How NextClimb sources its data, what we're honest about not doing, how confident we are in every number, and what to do if you find something out of date.

1. Where our numbers come from

Every salary, fee, cutoff, placement rate, and AI-risk rating on the site is synthesised from one or more of the following public sources, weighted by how directly they observe the underlying fact:

  • NIRF rankings and disclosures— official placement reports from the Ministry of Education's National Institutional Ranking Framework for engineering, management, medical, law, and pharmacy institutions.
  • Regulator filings — AICTE handbook, UGC notifications, AYUSH annual reports, ICAI exam disclosures, NTA exam pattern + cutoff PDFs, NBE FMGE results, state medical and dental council registers.
  • Government and PSU pay scales — 7th Pay Commission tables for IAS / IPS / IFS / Group A officers; published PSU pay matrices (NTPC, IOCL, ONGC, BHEL); state medical officer pay scales; AIIMS / PGIMER salary structures.
  • Named-company disclosures — Apollo Hospitals, Fortis, Max Healthcare salary tiers; FAANG India, top product-startup, and quant-firm fresher CTC ranges from company-published levels or Levels.fyi India aggregates; IIM placement reports.
  • Crowdsourced aggregators — AmbitionBox, Glassdoor, Naukri, layoffs.fyi. These are marked as Medium or Low confidence on the source table because they rely on self-reported data with selection bias.
  • Editorial judgment— AI-risk ratings, difficulty grades, work-life-balance scores, and the “uncomfortable truths” sections are written based on the above sources combined with industry observation. These are flagged Low confidence where appropriate.

2. What we don't do (be honest about this)

NextClimb is built by one person. We don't want to overstate what that means.

  • We do not run original surveys or paid interviews. The reality-check, salary-tier context, and college-tier-impact sections are synthesis from public reports plus editorial judgment — not first-party research with named respondents.
  • We do not have direct access to placement-cell data. When we cite IIT/NIT/IIM placement numbers, those come from published NIRF disclosures or institute placement reports — not internal data.
  • We do not paid-rank colleges or test-prep brands. There are currently no paid partnerships influencing what appears on the site. If that changes (for example, when affiliate programmes for online courses are added), we will disclose it inline on every affected page and in the footer.

Being explicit about these limits is the trade-off for being specific elsewhere. The site is most useful as a starting point for your own research, not a replacement for it.

3. Confidence labels (what High / Medium / Low mean)

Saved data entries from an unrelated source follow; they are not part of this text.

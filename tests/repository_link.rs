mod common;

use serde_json::json;
use sgtl_api::AppError;
use sgtl_api::domain::entities::{LinkReplacement, NewLink};
use sgtl_api::domain::repositories::LinkRepository;
use sgtl_api::infrastructure::persistence::PgLinkRepository;
use sqlx::PgPool;
use std::sync::Arc;

fn new_link(titulo: &str, ordem: i32) -> NewLink {
    NewLink {
        titulo: titulo.to_string(),
        url: "https://example.com".to_string(),
        ordem,
        descricao: None,
        icone: None,
    }
}

#[sqlx::test]
async fn test_create_link(pool: PgPool) {
    let repo = PgLinkRepository::new(Arc::new(pool));

    let link = repo
        .create(NewLink {
            descricao: Some("Fotos".to_string()),
            icone: Some("instagram".to_string()),
            ..new_link("Instagram", 1)
        })
        .await
        .unwrap();

    assert!(link.id > 0);
    assert_eq!(link.titulo, "Instagram");
    assert_eq!(link.ordem, 1);
    assert_eq!(link.descricao.as_deref(), Some("Fotos"));
    assert_eq!(link.icone.as_deref(), Some("instagram"));
    assert!(link.publicado);
}

#[sqlx::test]
async fn test_list_orders_by_ordem_then_id(pool: PgPool) {
    let c = common::create_test_link(&pool, "C", "https://c.example.com", 3).await;
    let a = common::create_test_link(&pool, "A", "https://a.example.com", 1).await;
    let b1 = common::create_test_link(&pool, "B1", "https://b.example.com", 2).await;
    let b2 = common::create_test_link(&pool, "B2", "https://b.example.com", 2).await;

    let repo = PgLinkRepository::new(Arc::new(pool));
    let ids: Vec<i32> = repo.list().await.unwrap().iter().map(|l| l.id).collect();

    assert_eq!(ids, vec![a, b1, b2, c]);
}

#[sqlx::test]
async fn test_find_by_id(pool: PgPool) {
    let id = common::create_test_link(&pool, "Site", "https://example.com", 1).await;
    let repo = PgLinkRepository::new(Arc::new(pool));

    let found = repo.find_by_id(id).await.unwrap();
    assert_eq!(found.unwrap().titulo, "Site");

    let missing = repo.find_by_id(id + 1000).await.unwrap();
    assert!(missing.is_none());
}

#[sqlx::test]
async fn test_max_ordem(pool: PgPool) {
    let repo = PgLinkRepository::new(Arc::new(pool.clone()));

    assert_eq!(repo.max_ordem().await.unwrap(), None);

    common::create_test_link(&pool, "A", "https://a.example.com", 4).await;
    common::create_test_link(&pool, "B", "https://b.example.com", 2).await;

    assert_eq!(repo.max_ordem().await.unwrap(), Some(4));
}

#[sqlx::test]
async fn test_replace_overwrites_and_clears(pool: PgPool) {
    let repo = PgLinkRepository::new(Arc::new(pool));
    let link = repo
        .create(NewLink {
            descricao: Some("old".to_string()),
            icone: Some("old".to_string()),
            ..new_link("Old", 7)
        })
        .await
        .unwrap();

    let replaced = repo
        .replace(
            link.id,
            LinkReplacement {
                titulo: "New".to_string(),
                url: "https://new.example.com".to_string(),
                ordem: None,
                descricao: None,
                icone: None,
            },
        )
        .await
        .unwrap()
        .unwrap();

    assert_eq!(replaced.titulo, "New");
    assert_eq!(replaced.url, "https://new.example.com");
    assert_eq!(replaced.ordem, 7);
    assert!(replaced.descricao.is_none());
    assert!(replaced.icone.is_none());
}

#[sqlx::test]
async fn test_replace_sets_ordem_when_given(pool: PgPool) {
    let id = common::create_test_link(&pool, "Site", "https://example.com", 1).await;
    let repo = PgLinkRepository::new(Arc::new(pool));

    let replaced = repo
        .replace(
            id,
            LinkReplacement {
                titulo: "Site".to_string(),
                url: "https://example.com".to_string(),
                ordem: Some(9),
                descricao: None,
                icone: None,
            },
        )
        .await
        .unwrap()
        .unwrap();

    assert_eq!(replaced.ordem, 9);
}

#[sqlx::test]
async fn test_replace_missing_returns_none(pool: PgPool) {
    let repo = PgLinkRepository::new(Arc::new(pool));

    let result = repo
        .replace(
            12345,
            LinkReplacement {
                titulo: "X".to_string(),
                url: "https://example.com".to_string(),
                ordem: None,
                descricao: None,
                icone: None,
            },
        )
        .await
        .unwrap();

    assert!(result.is_none());
}

#[sqlx::test]
async fn test_delete(pool: PgPool) {
    let id = common::create_test_link(&pool, "Site", "https://example.com", 1).await;
    let repo = PgLinkRepository::new(Arc::new(pool));

    assert!(repo.delete(id).await.unwrap());
    assert!(repo.find_by_id(id).await.unwrap().is_none());
    assert!(!repo.delete(id).await.unwrap());
}

#[sqlx::test]
async fn test_reorder_assigns_positions(pool: PgPool) {
    let a = common::create_test_link(&pool, "A", "https://a.example.com", 1).await;
    let b = common::create_test_link(&pool, "B", "https://b.example.com", 2).await;
    let c = common::create_test_link(&pool, "C", "https://c.example.com", 3).await;

    let repo = PgLinkRepository::new(Arc::new(pool.clone()));
    repo.reorder(vec![c, a, b]).await.unwrap();

    assert_eq!(common::ordering(&pool).await, vec![(c, 1), (a, 2), (b, 3)]);
}

#[sqlx::test]
async fn test_reorder_rejects_id_deleted_after_listing(pool: PgPool) {
    let a = common::create_test_link(&pool, "A", "https://a.example.com", 1).await;
    let b = common::create_test_link(&pool, "B", "https://b.example.com", 2).await;
    let c = common::create_test_link(&pool, "C", "https://c.example.com", 3).await;

    let repo = PgLinkRepository::new(Arc::new(pool.clone()));
    // The client built its list while `b` still existed.
    repo.delete(b).await.unwrap();

    let err = repo.reorder(vec![c, a, b]).await.unwrap_err();

    assert!(matches!(err, AppError::Validation { .. }));
    assert_eq!(err.to_error_info().details["unknown"], json!([b]));
    assert_eq!(common::ordering(&pool).await, vec![(a, 1), (c, 3)]);
}

#[sqlx::test]
async fn test_reorder_rejects_link_created_after_listing(pool: PgPool) {
    let a = common::create_test_link(&pool, "A", "https://a.example.com", 1).await;
    let b = common::create_test_link(&pool, "B", "https://b.example.com", 2).await;
    let d = common::create_test_link(&pool, "D", "https://d.example.com", 3).await;

    let repo = PgLinkRepository::new(Arc::new(pool.clone()));
    let err = repo.reorder(vec![b, a]).await.unwrap_err();

    assert!(matches!(err, AppError::Validation { .. }));
    assert_eq!(err.to_error_info().details["missing"], json!([d]));
    assert_eq!(common::ordering(&pool).await, vec![(a, 1), (b, 2), (d, 3)]);
}

#[sqlx::test]
async fn test_reorder_waits_for_concurrent_delete(pool: PgPool) {
    let a = common::create_test_link(&pool, "A", "https://a.example.com", 1).await;
    let b = common::create_test_link(&pool, "B", "https://b.example.com", 2).await;
    let c = common::create_test_link(&pool, "C", "https://c.example.com", 3).await;

    let mut deleting = pool.begin().await.unwrap();
    sqlx::query("DELETE FROM links WHERE id = $1")
        .bind(b)
        .execute(&mut *deleting)
        .await
        .unwrap();

    let repo = Arc::new(PgLinkRepository::new(Arc::new(pool.clone())));
    let reorder = tokio::spawn({
        let repo = repo.clone();
        async move { repo.reorder(vec![c, a, b]).await }
    });

    deleting.commit().await.unwrap();

    let result = reorder.await.unwrap();

    assert!(matches!(result, Err(AppError::Validation { .. })));
    assert_eq!(common::ordering(&pool).await, vec![(a, 1), (c, 3)]);
}

#[sqlx::test]
async fn test_reorder_empty_table(pool: PgPool) {
    let repo = PgLinkRepository::new(Arc::new(pool));

    assert!(repo.reorder(Vec::new()).await.is_ok());
}

#[sqlx::test]
async fn test_ping(pool: PgPool) {
    let repo = PgLinkRepository::new(Arc::new(pool));

    assert!(repo.ping().await.is_ok());
}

Every source on every career page carries a confidence label. Here's exactly what each one means:

  • High — sourced from a primary regulator or named institutional disclosure (e.g. NIRF report, NTA cutoff PDF, ICAI pass-rate notice, 7th Pay Commission table). Should be accurate within the reporting window.
  • Medium — sourced from a credible aggregator (AmbitionBox, Levels.fyi India) cross-checked against at least one secondary source. Salary ranges should be treated as directionally accurate; exact medians may vary.
  • Low — editorial judgment, qualitative ratings (AI risk, work-life balance, difficulty), or thinly-sourced figures. Treat as an opinion informed by data, not a measurement.

Anything labelled Low should be the start of your own research, not the conclusion.

4. How updates work

Each course, career, exam, and guide page on the site can carry its own updatedAt timestamp. When a page is materially revised — new data, new sources, refreshed reality check — that timestamp gets bumped, the visible byline updates, and the sitemap reflects the new lastmod date.

Pages without a per-entry timestamp fall back to a site-wide review date that gets refreshed when we do an editorial pass. The current site-wide review date is May 28, 2026.

Salary, fee, and cutoff data are reviewed when official sources publish new figures (typically annually for NIRF and entrance exam cutoffs; quarterly for crowdsourced aggregators).

5. Editorial policy

  • One named editor. Every page on the site is reviewed by Mallikarjun Bhise. See About the Editor.
  • No fake authority signals.We don't use ghostwritten expert bylines, fabricated credentials, or AI-generated “reviewer” names. If a page is attributed to a person, that person exists and is reachable by email.
  • Affiliate and ad transparency. If affiliate links or display ads are added, they will be disclosed at first appearance on every page that contains them and in a site-wide disclosure page.
  • Corrections are public. When a number or claim changes substantively after a reader points it out, the relevant source row in the methodology table on that page is updated with the new figure and the date of change.

Affiliate disclosure

If we link to Udemy or another learning platform, we may earn a small commission at no extra cost to you. This should never change the recommendation order. Paid links must appear only after this disclosure and should be suggested as optional learning support, not as guaranteed placement or admission.

6. Corrections process

Corrections inbox

Found something out of date, miscited, or contested by a primary source? Email nextclimbsupport@gmail.com. Corrections ship within a week. Include the URL, the specific claim, and a link to the source that contradicts it if possible.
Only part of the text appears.